Mehrere Wochen lang bin ich im vergangenen Frühjahr auf der Strandpromenade von Opatija an der Statue von Mirsolav Krleža vorbeigekommen. Er steht dort in Metall gegossen, seine Hände in den Jackentaschen, ein unförmiger Koloss, vor dem Hotel Milenij und schaut auf das Meer und die vorgelagerte Insel Cres hinaus.
Der schüttere Haarkranz auf seinem Haupt könnte ebensogut von den Überresten des Lorbeers stammen, den ihm ein verständiger Nachgeborener aufgesetzt hat und der jetzt von Wind und Wetter abgewaschen wird. Außer den Einheimischen wissen wohl die wenigsten Touristen in dem Ort etwas mit seinem Namen anzufangen, noch gar, dass sie einen der großen europäischen Schriftsteller des vergangenen Jahrhunderts vor sich haben.
Etwas an seiner Körperhaltung, dass er leicht vorgebeugt und stark zur Seite geneigt ist, verleiht ihm einen überlegen ironischen Anstrich, gerade so, als wäre er nicht nur mit allem einverstanden, was ihm widerfährt, sondern als würde das Treiben um ihn nur genau das Bild des Menschen bestätigen, das er in seinen Romanen und Theaterstücken entworfen hat.
Es musste wohl mit dieser Ausstrahlung zu tun haben, Ironie und Gelassenheit, dass es nicht lange dauerte, bis ich in ein Zwiegespräch mit ihm eintrat. Ich war der Fragende, und seine Antwort war immer gleich, ein Kopfschütteln und ein ebenso nachsichtiges wie verständnisloses „Sie haben vielleicht Probleme“.
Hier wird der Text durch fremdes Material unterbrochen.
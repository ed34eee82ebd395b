pub mod client;
pub mod prompt;
pub mod reconcile;

use futures::stream::{self, StreamExt};
use tracing::{info, warn};

use crate::pipeline::Reporter;
use crate::store::{RecordStore, SourceRecord};
use client::ExtractionClient;
use reconcile::{reconcile, Reconciled};

#[derive(Debug, Clone, Copy)]
pub struct BatchOptions {
    pub batch_size: usize,
    pub excerpt_chars: usize,
    /// Batches in flight at once. 1 keeps requests strictly sequential.
    pub concurrency: usize,
}

/// One extraction call: a contiguous slice of the store plus keyword context.
#[derive(Debug, Clone, Copy)]
pub struct ExtractionRequest<'a> {
    pub index: usize,
    pub records: &'a [SourceRecord],
    pub keyword: &'a str,
}

impl ExtractionRequest<'_> {
    pub fn user_prompt(&self, excerpt_chars: usize) -> String {
        prompt::user_prompt(self.records, self.keyword, excerpt_chars)
    }
}

/// Split the store into consecutive batches of `batch_size`.
pub fn plan<'a>(store: &'a RecordStore, keyword: &'a str, batch_size: usize) -> Vec<ExtractionRequest<'a>> {
    store
        .batches(batch_size)
        .enumerate()
        .map(|(index, records)| ExtractionRequest { index, records, keyword })
        .collect()
}

/// Sends every batch to the extraction service and reconciles the answers.
pub struct ExtractionBatcher<'a> {
    client: &'a dyn ExtractionClient,
    options: BatchOptions,
}

impl<'a> ExtractionBatcher<'a> {
    pub fn new(client: &'a dyn ExtractionClient, options: BatchOptions) -> Self {
        Self { client, options }
    }

    /// Results in batch order, then response order within each batch.
    /// A failed batch contributes nothing and does not stop the others.
    pub async fn run(&self, store: &RecordStore, keyword: &str, reporter: &Reporter) -> Vec<Reconciled> {
        let requests = plan(store, keyword, self.options.batch_size);
        let total = requests.len();
        info!("Extracting {} records in {} batches", store.len(), total);

        let batches: Vec<_> = requests
            .into_iter()
            .map(|request| self.run_batch(request, total, store, reporter))
            .collect();
        let per_batch: Vec<Vec<Reconciled>> = stream::iter(batches)
            .buffered(self.options.concurrency.max(1))
            .collect()
            .await;

        per_batch.into_iter().flatten().collect()
    }

    async fn run_batch(
        &self,
        request: ExtractionRequest<'_>,
        total: usize,
        store: &RecordStore,
        reporter: &Reporter,
    ) -> Vec<Reconciled> {
        reporter.batch_started(request.index, total);
        let user = request.user_prompt(self.options.excerpt_chars);

        match self.client.complete_json(prompt::SYSTEM_PROMPT, &user).await {
            Ok(response) => {
                let result = reconcile(&response, store);
                reporter.batch_finished(request.index, result.records.len(), result.discarded);
                result.records
            }
            Err(e) => {
                warn!("Batch {}/{} failed: {}", request.index + 1, total, e);
                reporter.batch_failed(request.index, &e.to_string());
                Vec::new()
            }
        }
    }
}
use std::path::Path;

use anyhow::Result;
use rust_xlsxwriter::{Format, Workbook};

use crate::sink::{FinalRecord, COLUMNS};

const COLUMN_WIDTHS: [f64; 5] = [60.0, 36.0, 14.0, 20.0, 60.0];

/// Write rows to a single-sheet workbook with a bold header row.
pub fn write_workbook(path: &Path, records: &[FinalRecord]) -> Result<()> {
    let mut workbook = Workbook::new();
    let sheet = workbook.add_worksheet();
    let header = Format::new().set_bold();

    for (col, (name, width)) in COLUMNS.iter().zip(COLUMN_WIDTHS).enumerate() {
        let col = col as u16;
        sheet.write_string_with_format(0, col, *name, &header)?;
        sheet.set_column_width(col, width)?;
    }

    for (i, r) in records.iter().enumerate() {
        let row = i as u32 + 1;
        sheet.write_string(row, 0, &r.title)?;
        sheet.write_string(row, 1, r.winner.as_deref().unwrap_or(""))?;
        sheet.write_number(row, 2, r.amount)?;
        sheet.write_string(row, 3, &r.date)?;
        sheet.write_string(row, 4, &r.url)?;
    }

    workbook.save(path)?;
    Ok(())
}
Es begann damit, dass ich mich eines Tages in die Wendung „Meister der kleinen Form“ verhedderte. In jüngster Zeit passierte mir immer wieder, dass sich in meinem Kopf einzelne Worte oder kleine Sätze verhakten, die ich dann so lange durch den Fleischwolf meiner Wiederholungen trieb, bis ich bei der kleinsten Andeutung nicht anders konnte als zu lachen. Den ganzen Herbst über war ich den Satz „If I die in a reading, bury me at Wounded Knee“ nicht mehr losgeworden, den niemand außer mir witzig fand und den ich dennoch bei allen möglichen und unmöglichen Gelegenheiten ins Spiel brachte, und jetzt gelang es mir fast nicht, mich zurückzuhalten und nicht jeden Passanten zu fragen, ob er ein Meister der kleinen Form sei.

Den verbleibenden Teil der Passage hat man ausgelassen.